Indubbiamente sono entrata li dentro pensando di fare una commedia, anche se poi la drammaticità di quello che andavo scoprendo ha preso il sopravvento. C'è stato un grande lavoro di montaggio, perchè i colloqui erano tanti e abbiamo cercato quelli che maggiormente dipingessero i protagonisti, gli impiegati. Ciascun colloquio doveva dare una pennellata di quell'umanità che ho incontrato la dentro.
Guardando all'altra parte della scrivania, agli utenti che ogni giorno si palesano in quell'ufficio, con che criterio hai scelto le storie da filmare?
E' stato un aspetto molto istintivo del mio lavoro, all'interno di un luogo in cui alcune persone le ho viste ripetutamente, altre solo di passaggio. Riprendendo un impiegato a volte capitava che la persona davanti iniziasse a parlare della propria pratica e non ci fosse nemmeno l'occasione di presentarsi, quindi filmavo direttamente, altre persone le ho invece conosciute in sala d'aspetto. Molti di loro avevano problemi all'ordine del giorno, una voltura o un contratto, ma la cosa straordinaria era l'incontro con l'impiegato, un innesco magari nato da una semplice battuta, ma che porta alla scoperta del privato altrui.
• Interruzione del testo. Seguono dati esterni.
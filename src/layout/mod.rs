//! Element tree to vector document: Taffy flexbox layout, Parley text shaping, SVG output.

pub(crate) mod element;
pub(crate) mod engine;
pub(crate) mod style;
pub(crate) mod svg;
pub(crate) mod text;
Si percepisce un'aria di possibile crollo di nervi, sia tra gli impiegati che tra gli utenti. Hai assistito a scene di pubblica perdita di calma, e in questi casi come ci si comporta?
Tutto è molto calibrato. Ho cercato di prendermi cura delle persone che ho seguito, ad esempio c'è l'episodio della madre e del figlio che non ha la carta d'identità in seguito ad una serie di disastri successi nella propria vita. Il ragazzo, poveretto, era quasi esaurito, urlava come un matto, e chiaramente abbiamo asciugato il più possibile in montaggio. Urlava e guardava in camera perchè pensava di trovarsi in tv, che fossimo un veicolo di denuncia, e abbiamo cercato di calibrare tutto questo.
Da cittadina, prima ancora che da regista, vivendo a contatto con quell'ambiente per molto tempo, che idea ti sei fatta della burocrazia istituzionale?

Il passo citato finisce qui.